_Work task_:
Scan the following data for lines with "insert" and state how many there are, as a number only.
────────
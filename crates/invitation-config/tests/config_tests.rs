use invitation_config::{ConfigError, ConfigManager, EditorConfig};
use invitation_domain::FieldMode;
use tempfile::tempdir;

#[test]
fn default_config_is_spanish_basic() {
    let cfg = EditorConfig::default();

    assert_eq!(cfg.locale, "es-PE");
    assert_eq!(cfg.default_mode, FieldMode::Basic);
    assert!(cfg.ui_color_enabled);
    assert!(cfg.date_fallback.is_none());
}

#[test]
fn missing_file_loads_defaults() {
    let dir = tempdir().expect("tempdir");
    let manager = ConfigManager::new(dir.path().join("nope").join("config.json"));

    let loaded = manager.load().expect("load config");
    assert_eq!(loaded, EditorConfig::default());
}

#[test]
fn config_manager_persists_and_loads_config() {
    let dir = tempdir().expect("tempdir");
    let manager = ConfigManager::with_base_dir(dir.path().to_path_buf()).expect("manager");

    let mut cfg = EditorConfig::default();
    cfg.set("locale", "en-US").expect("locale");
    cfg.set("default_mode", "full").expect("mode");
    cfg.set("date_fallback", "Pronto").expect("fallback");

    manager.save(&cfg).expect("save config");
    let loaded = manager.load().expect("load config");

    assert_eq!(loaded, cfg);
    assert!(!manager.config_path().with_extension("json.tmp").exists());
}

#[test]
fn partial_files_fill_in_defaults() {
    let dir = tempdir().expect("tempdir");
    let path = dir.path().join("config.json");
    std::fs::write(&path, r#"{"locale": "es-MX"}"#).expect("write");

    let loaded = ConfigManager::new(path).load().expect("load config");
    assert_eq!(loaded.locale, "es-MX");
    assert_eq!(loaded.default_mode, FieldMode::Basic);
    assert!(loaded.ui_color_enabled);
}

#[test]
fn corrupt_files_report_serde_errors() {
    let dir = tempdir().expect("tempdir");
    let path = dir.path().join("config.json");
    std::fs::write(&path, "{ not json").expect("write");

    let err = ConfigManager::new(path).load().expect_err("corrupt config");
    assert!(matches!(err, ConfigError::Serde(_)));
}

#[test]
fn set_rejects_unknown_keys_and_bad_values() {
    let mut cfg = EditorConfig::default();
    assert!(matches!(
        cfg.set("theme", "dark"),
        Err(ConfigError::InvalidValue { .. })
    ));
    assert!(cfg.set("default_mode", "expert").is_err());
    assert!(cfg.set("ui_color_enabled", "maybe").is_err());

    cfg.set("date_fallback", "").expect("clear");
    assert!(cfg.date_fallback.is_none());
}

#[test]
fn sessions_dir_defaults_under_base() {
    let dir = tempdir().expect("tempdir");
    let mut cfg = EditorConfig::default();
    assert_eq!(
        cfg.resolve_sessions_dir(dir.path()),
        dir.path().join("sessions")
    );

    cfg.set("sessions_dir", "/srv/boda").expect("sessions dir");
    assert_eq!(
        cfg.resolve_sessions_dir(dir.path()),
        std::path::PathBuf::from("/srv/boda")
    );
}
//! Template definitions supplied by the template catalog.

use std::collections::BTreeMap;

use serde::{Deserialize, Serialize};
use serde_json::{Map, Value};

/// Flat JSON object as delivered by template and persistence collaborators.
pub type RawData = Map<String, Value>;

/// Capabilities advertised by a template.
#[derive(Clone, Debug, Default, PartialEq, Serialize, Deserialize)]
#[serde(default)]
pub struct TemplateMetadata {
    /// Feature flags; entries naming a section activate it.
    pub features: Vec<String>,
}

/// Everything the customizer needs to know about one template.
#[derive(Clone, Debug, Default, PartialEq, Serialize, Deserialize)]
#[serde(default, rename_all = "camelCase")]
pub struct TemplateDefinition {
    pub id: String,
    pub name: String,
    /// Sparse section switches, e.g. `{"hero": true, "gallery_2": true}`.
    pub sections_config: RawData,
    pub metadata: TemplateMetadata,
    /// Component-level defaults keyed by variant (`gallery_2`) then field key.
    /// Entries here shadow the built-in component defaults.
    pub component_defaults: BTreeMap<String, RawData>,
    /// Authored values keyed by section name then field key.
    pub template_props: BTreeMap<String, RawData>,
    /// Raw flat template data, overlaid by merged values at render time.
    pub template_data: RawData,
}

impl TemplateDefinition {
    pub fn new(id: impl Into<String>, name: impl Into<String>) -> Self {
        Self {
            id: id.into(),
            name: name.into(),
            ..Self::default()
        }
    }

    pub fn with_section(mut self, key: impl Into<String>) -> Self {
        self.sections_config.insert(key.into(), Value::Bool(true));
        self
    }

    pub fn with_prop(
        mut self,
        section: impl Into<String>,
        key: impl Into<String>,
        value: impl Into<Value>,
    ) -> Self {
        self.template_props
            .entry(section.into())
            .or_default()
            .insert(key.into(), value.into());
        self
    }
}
────────
_Response area_:
2